Everyone has seen the photos and knows some of the history, but the Taj Mahal is truly a sight that needs to be seen with your own eyes. The sheer size of the off white marble mausoleum is breathtaking. No photo will do it justice.
It is very easy to gain access to the Taj Mahal. There are ticket offices near each of the entrance gates. It is not necessary to book tickets online. For foreign travellers a ticket will set you back 1,000 rupees (approx £11), which includes a bottle of water and shoe covers. An electronic bus will take visitors from the ticket office to the gate. Make sure you are aware of what you can and can’t take in to the Taj Mahal as they are very strict about this (it is clearly detailed on signs in the ticket office and at the gate).
If you would like to visit the Taj Mahal at sunrise, make sure you enter via the east or west gate as the south gate does not open until 8am. Visiting at sunrise means you avoid the unbearable mid day heat and also the majority of the crowd.
The Taj Mahal is one of the New7 Wonders of the World – and rightly so! Surrounded by gardens and a sandstone fort, the symmetry of the Taj is extremely satisfying. From the huge domed roof, to the four slightly outward tilting minarets, and the reflection of the front of the mausoleum in the pools is really very impressive.
It’s amazing to think this grand structure was built by one of the Mughal emperors to house the tomb of his favourite wife. And then for him to be kept imprisoned in the much less stunning (in my opinion) Agra Fort, just a couple of kilometres further upstream on the Yamuna river, by his own son!
Inside the grounds of the Taj Mahal the peace and tranquility is very calming. As soon as you cross the threshold to leave, the tuk tuk drivers and stall owners are on your back. They are extremely persistent and the sheer volume of people trying to get your attention is really quite unsettling. Having to say ‘no, thank you’ over and over again becomes tiresome very quickly.
In my opinion, it is not worth staying in Agra. The city itself is extremely busy, chaotic and not very easy on the eye. It has been a bit of a challenge to find a good place to stay and nice restaurants to eat in. A day trip from Delhi is all you would need here. That is enough time to see the Taj Mahal and Agra Fort, as well as maybe another attraction if you wish. Trains run frequently enough, or you could take a private taxi if you have the funds.

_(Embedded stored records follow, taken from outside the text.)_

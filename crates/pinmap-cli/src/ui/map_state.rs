//! The single map controller shared by the renderer and the input handlers.

use pinmap_core::MapConfig;

use super::markers::{Marker, MarkerLayer};
use super::viewport::MapViewport;

/// Viewport, markers, and the open marker popup.
#[derive(Debug)]
pub struct MapState {
    /// Visible region
    pub viewport: MapViewport,
    /// Markers from the latest applied load
    pub markers: MarkerLayer,
    /// Index of the marker whose popup is open
    pub open_popup: Option<usize>,
}

impl MapState {
    /// Creates the map at the configured center and zoom with no markers.
    pub fn new(config: &MapConfig) -> Self {
        Self {
            viewport: MapViewport::from_config(config),
            markers: MarkerLayer::default(),
            open_popup: None,
        }
    }

    /// Marker whose popup is open.
    pub fn popup_marker(&self) -> Option<&Marker> {
        self.open_popup.and_then(|index| self.markers.get(index))
    }

    /// Opens the popup of the marker after the open one, wrapping around.
    pub fn cycle_popup(&mut self) {
        if self.markers.is_empty() {
            self.open_popup = None;
            return;
        }
        self.open_popup = Some(
            self.open_popup
                .map_or(0, |index| (index + 1) % self.markers.len()),
        );
    }

    /// Closes the open popup; returns whether one was open.
    pub fn close_popup(&mut self) -> bool {
        self.open_popup.take().is_some()
    }
}

#[cfg(test)]
mod tests {
    use super::*;
    use pinmap_core::Pin;

    fn map_with(count: usize) -> MapState {
        let mut map = MapState::new(&MapConfig::default());
        let generation = map.markers.next_generation();
        let pins = (0..count)
            .map(|index| Pin {
                name: format!("Pin {index}"),
                lat: 24.79,
                lng: 85.0 + index as f64 * 0.001,
                author: "asha".to_owned(),
                image_url: None,
            })
            .collect();
        map.markers.apply(generation, pins);
        map
    }

    #[test]
    fn test_cycle_popup_wraps() {
        let mut map = map_with(2);
        map.cycle_popup();
        assert_eq!(map.open_popup, Some(0));
        map.cycle_popup();
        assert_eq!(map.open_popup, Some(1));
        map.cycle_popup();
        assert_eq!(map.open_popup, Some(0));
        assert_eq!(map.popup_marker().map(|marker| marker.pin.name.as_str()), Some("Pin 0"));
    }

    #[test]
    fn test_cycle_popup_without_markers() {
        let mut map = map_with(0);
        map.cycle_popup();
        assert_eq!(map.open_popup, None);
        assert!(!map.close_popup());
    }
}
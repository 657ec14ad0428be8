//! Helpers for building terminal input events

use crossterm::event::{
    Event, KeyCode, KeyEvent, KeyModifiers, MouseButton, MouseEvent, MouseEventKind,
};

/// Helper to convert string key names to `KeyCode`
///
/// # Errors
/// Returns error if key name is not recognized
pub fn parse_key(key: &str) -> Result<(KeyCode, KeyModifiers), String> {
    let mut modifiers = KeyModifiers::NONE;
    let mut parts: Vec<&str> = key.split('+').collect();

    // A lone "+" is the zoom key, not a separator
    if key == "+" {
        return Ok((KeyCode::Char('+'), modifiers));
    }

    // Extract modifiers
    while parts.len() > 1 {
        match parts[0].to_lowercase().as_str() {
            "ctrl" | "control" => modifiers |= KeyModifiers::CONTROL,
            "alt" => modifiers |= KeyModifiers::ALT,
            "shift" => modifiers |= KeyModifiers::SHIFT,
            _ => return Err(format!("Unknown modifier: {}", parts[0])),
        }
        parts.remove(0);
    }

    let code = match parts[0].to_lowercase().as_str() {
        "enter" | "return" => KeyCode::Enter,
        "esc" | "escape" => KeyCode::Esc,
        "backspace" => KeyCode::Backspace,
        "tab" => KeyCode::Tab,
        "space" => KeyCode::Char(' '),
        "up" => KeyCode::Up,
        "down" => KeyCode::Down,
        "left" => KeyCode::Left,
        "right" => KeyCode::Right,
        single if single.chars().count() == 1 => KeyCode::Char(
            parts[0]
                .chars()
                .next()
                .ok_or_else(|| "Empty key name".to_owned())?,
        ),
        unknown => return Err(format!("Unknown key: {unknown}")),
    };

    Ok((code, modifiers))
}

/// Key press event from a key name
///
/// # Errors
/// Returns error if key name is not recognized
pub fn key_event(key: &str) -> Result<Event, String> {
    let (code, modifiers) = parse_key(key)?;
    Ok(Event::Key(KeyEvent::new(code, modifiers)))
}

/// Plain character press
pub fn char_event(character: char) -> Event {
    Event::Key(KeyEvent::new(KeyCode::Char(character), KeyModifiers::NONE))
}

/// Left mouse button press at a cell
pub fn click_event(column: u16, row: u16) -> Event {
    mouse_event(MouseEventKind::Down(MouseButton::Left), column, row)
}

/// Mouse wheel event at a cell
///
/// # Errors
/// Returns error if the direction is neither `up` nor `down`
pub fn scroll_event(direction: &str, column: u16, row: u16) -> Result<Event, String> {
    let kind = match direction {
        "up" => MouseEventKind::ScrollUp,
        "down" => MouseEventKind::ScrollDown,
        other => return Err(format!("Unknown scroll direction: {other}")),
    };
    Ok(mouse_event(kind, column, row))
}

fn mouse_event(kind: MouseEventKind, column: u16, row: u16) -> Event {
    Event::Mouse(MouseEvent {
        kind,
        column,
        row,
        modifiers: KeyModifiers::NONE,
    })
}
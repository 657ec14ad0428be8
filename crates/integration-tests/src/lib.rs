//! Integration test framework for pinmap
//!
//! Drives the real TUI application with:
//! - Scripted input (keys, text, mouse clicks) from JSON fixtures
//! - A `MockPinService` standing in for the pin server
//! - A `TestBackend` whose rendered buffer is verified alongside app state

#![cfg_attr(
    test,
    allow(
        dead_code,
        clippy::expect_used,
        clippy::unwrap_used,
        clippy::panic,
        clippy::missing_panics_doc,
        clippy::missing_errors_doc,
        clippy::print_stdout,
        clippy::print_stderr,
        reason = "Allow for tests"
    )
)]

pub mod fixture;
pub mod runner;
pub mod tui_helpers;
pub mod verification_result;
pub mod verify;

pub use fixture::{TestEvent, TestFixture};
pub use runner::PinmapTestRunner;
pub use verification_result::VerificationResult;
pub use verify::VerifyConfig;
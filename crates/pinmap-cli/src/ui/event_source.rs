use async_trait::async_trait;
use crossterm::event::{Event, EventStream};
use futures::StreamExt as _;
use std::io;

/// Abstraction over the input event source used by the TUI.
///
/// `next_event` resolves with the next terminal event, or `None` once the source is
/// exhausted (which ends the event loop).
#[async_trait]
pub trait InputEventSource: Send {
    /// Wait for the next input event.
    ///
    /// # Errors
    /// Returns an error if reading from the terminal fails.
    async fn next_event(&mut self) -> io::Result<Option<Event>>;
}

/// Default event source backed by crossterm's async `EventStream`.
pub struct CrosstermEventSource {
    stream: EventStream,
}

impl CrosstermEventSource {
    /// Creates an event source reading from the terminal.
    pub fn new() -> Self {
        Self {
            stream: EventStream::new(),
        }
    }
}

impl Default for CrosstermEventSource {
    fn default() -> Self {
        Self::new()
    }
}

#[async_trait]
impl InputEventSource for CrosstermEventSource {
    async fn next_event(&mut self) -> io::Result<Option<Event>> {
        self.stream.next().await.transpose()
    }
}

/// Event source replaying a fixed list of events, then reporting exhaustion.
#[cfg(any(test, feature = "test-util"))]
pub struct ScriptedEventSource {
    events: std::collections::VecDeque<Event>,
}

#[cfg(any(test, feature = "test-util"))]
impl ScriptedEventSource {
    /// Creates a source that yields `events` in order.
    pub fn new(events: impl IntoIterator<Item = Event>) -> Self {
        Self {
            events: events.into_iter().collect(),
        }
    }

    /// Creates a source with no events.
    pub fn empty() -> Self {
        Self::new(Vec::new())
    }
}

#[cfg(any(test, feature = "test-util"))]
#[async_trait]
impl InputEventSource for ScriptedEventSource {
    async fn next_event(&mut self) -> io::Result<Option<Event>> {
        Ok(self.events.pop_front())
    }
}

We missed the train we had hoped to catch from Delhi as the system for foreigners to buy train tickets is extremely long and a bit old fashioned. We ended up on the 11:25am train which cost us 170 rupees (approx £2). This was the cheapest option with no air con. We thought this would be manageable on such a short journey. Unfortunately, due to a passenger sitting at the open train door and crushing their feet between the moving train and platform, we were delayed by one hour. The journey should have taken two and a half hours, but ended up taking three and a half. There are many different options for trains – different durations and costs.